▶ [Exercise goal] Work out how many lines of the material contain the string "Continue". Respond with the number only.

▶ [Given records]
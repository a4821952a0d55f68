use log::{debug, warn};
use std::io;

use crate::shell::commands::transfer::Transfer;
use crate::shell::commands::{cat, cd, help, ls, rm, transfer, CommandKind};
use crate::shell::console::Console;
use crate::shell::error::CommandError;
use crate::shell::parser::ast::CommandLine;
use crate::shell::parser::Parser;
use crate::shell::session::Session;

/// 一行执行完之后 REPL 该做什么
#[derive(Debug, Clone, Copy, PartialEq, Eq)]
pub enum Flow {
    Continue,
    Clear,
    Exit,
}

pub struct Interpreter {
    session: Session,
}

impl Interpreter {
    pub fn new(session: Session) -> Self {
        Self { session }
    }

    pub fn session(&self) -> &Session {
        &self.session
    }

    /// 解析并执行一行。命令自身的失败只打印，不会中断循环；
    /// 只有写控制台失败才返回 `Err`。
    pub fn execute(&mut self, line: &str, console: &mut Console<'_>) -> io::Result<Flow> {
        let command_line = Parser::parse_line(line);
        debug!("执行命令: {:?}", command_line);

        if command_line.has_argument("--help") {
            console.info(&help::help_text(&command_line.program))?;
            return Ok(Flow::Continue);
        }

        if command_line.program == "man" {
            if let Some(name) = command_line.arguments.first() {
                console.info(&help::manual_text(name))?;
                return Ok(Flow::Continue);
            }
        }

        let Some(kind) = CommandKind::parse(&command_line.program) else {
            console.info(&format!("Command '{}' not found.", command_line.raw))?;
            return Ok(Flow::Continue);
        };

        match self.dispatch(kind, &command_line, console) {
            Ok(flow) => Ok(flow),
            Err(CommandError::Output(e)) => Err(e),
            Err(e) => {
                warn!("{} 失败: {}", kind.name(), e);
                console.error(&e.to_string())?;
                Ok(Flow::Continue)
            }
        }
    }

    fn dispatch(
        &mut self,
        kind: CommandKind,
        command_line: &CommandLine,
        console: &mut Console<'_>,
    ) -> Result<Flow, CommandError> {
        let tokens = command_line.tokens();
        match kind {
            CommandKind::Ls => ls::run(&self.session, console, &tokens)?,
            CommandKind::Cd => cd::run(&mut self.session, console, &command_line.arguments)?,
            CommandKind::Clear => return Ok(Flow::Clear),
            CommandKind::Exit => {
                let farewell = console.theme().get_message("exit");
                console.error(&farewell)?;
                return Ok(Flow::Exit);
            }
            CommandKind::Cp => transfer::run(Transfer::Copy, &self.session, console, &tokens)?,
            CommandKind::Mv => transfer::run(Transfer::Move, &self.session, console, &tokens)?,
            CommandKind::Rm => rm::run(&self.session, console, &tokens)?,
            CommandKind::Cat => cat::run(&self.session, console, &tokens)?,
        }
        Ok(Flow::Continue)
    }
}

#[cfg(test)]
mod tests {
    use super::*;
    use crate::shell::console::AutoConfirm;
    use crate::utils::theme::Theme;
    use std::fs;
    use std::path::PathBuf;

    struct Fixture {
        _dir: tempfile::TempDir,
        root: PathBuf,
        interpreter: Interpreter,
        theme: Theme,
        confirm: AutoConfirm,
    }

    #[allow(clippy::unwrap_used)]
    fn fixture() -> Fixture {
        colored::control::set_override(false);
        let dir = tempfile::tempdir().unwrap();
        let root = fs::canonicalize(dir.path()).unwrap();
        Fixture {
            _dir: dir,
            interpreter: Interpreter::new(Session::with_home(root.clone(), root.clone())),
            root,
            theme: Theme::default(),
            confirm: AutoConfirm(false),
        }
    }

    #[allow(clippy::unwrap_used)]
    fn exec(fixture: &mut Fixture, line: &str) -> (Flow, String) {
        let mut out = Vec::new();
        let mut console = Console::new(&mut out, &mut fixture.confirm, &fixture.theme);
        let flow = fixture.interpreter.execute(line, &mut console).unwrap();
        (flow, String::from_utf8(out).unwrap())
    }

    #[test]
    fn unknown_command_echoes_original_line() {
        let mut fx = fixture();
        let (flow, output) = exec(&mut fx, "foo bar");
        assert_eq!(flow, Flow::Continue);
        assert_eq!(output, "Command 'foo bar' not found.\n");
    }

    #[test]
    fn empty_line_is_not_found() {
        let mut fx = fixture();
        let (_, output) = exec(&mut fx, "");
        assert_eq!(output, "Command '' not found.\n");
    }

    #[test]
    fn help_wins_over_dispatch_even_for_unknown_commands() {
        let mut fx = fixture();
        let (_, output) = exec(&mut fx, "RM target --help");
        assert!(output.starts_with("Usage: rm [-r] [-f] [file/directory]"));

        let (_, output) = exec(&mut fx, "frobnicate --help");
        assert_eq!(output, "No help available for 'frobnicate'\n");

        let (_, output) = exec(&mut fx, "man --help");
        assert!(output.starts_with("Usage: man"));
    }

    #[test]
    fn man_prints_manual_or_default() {
        let mut fx = fixture();
        let (_, output) = exec(&mut fx, "man cat");
        assert!(output.starts_with("cat - Display or concatenate files"));

        let (_, output) = exec(&mut fx, "MAN nothing");
        assert_eq!(output, "No manual entry for 'nothing'\n");

        let (_, output) = exec(&mut fx, "man");
        assert_eq!(output, "Command 'man' not found.\n");
    }

    #[test]
    fn clear_and_exit_are_reported_to_the_loop() {
        let mut fx = fixture();
        assert_eq!(exec(&mut fx, "clear").0, Flow::Clear);
        let (flow, output) = exec(&mut fx, "Exit");
        assert_eq!(flow, Flow::Exit);
        assert!(output.contains("Exiting RogueV1.0..."));
    }

    #[allow(clippy::unwrap_used)]
    #[test]
    fn command_failures_are_printed_not_propagated() {
        let mut fx = fixture();
        let (flow, output) = exec(&mut fx, "rm ghost");
        assert_eq!(flow, Flow::Continue);
        assert_eq!(output, "Error: ghost is neither a file nor a directory.\n");

        let (_, output) = exec(&mut fx, "cp only-one");
        assert_eq!(output, "Usage: cp [-i] [-v] [source] [destination]\n");
    }

    #[allow(clippy::unwrap_used)]
    #[test]
    fn commands_share_session_state() {
        let mut fx = fixture();
        fs::create_dir(fx.root.join("sub")).unwrap();
        fs::write(fx.root.join("sub/a.txt"), "hello\n").unwrap();

        exec(&mut fx, "cd sub");
        let (_, output) = exec(&mut fx, "cat a.txt");
        assert_eq!(output, "hello\n");

        exec(&mut fx, "cd -");
        assert_eq!(fx.interpreter.session().cwd(), fx.root);
    }

    #[allow(clippy::unwrap_used)]
    #[test]
    fn auto_decline_keeps_destination() {
        let mut fx = fixture();
        fs::write(fx.root.join("a.txt"), "new").unwrap();
        fs::write(fx.root.join("b.txt"), "old").unwrap();

        let (_, output) = exec(&mut fx, "cp -i a.txt b.txt");
        assert!(output.contains("Aborted."));
        assert_eq!(fs::read_to_string(fx.root.join("b.txt")).unwrap(), "old");
    }
}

▶ [Output of the exercise] 8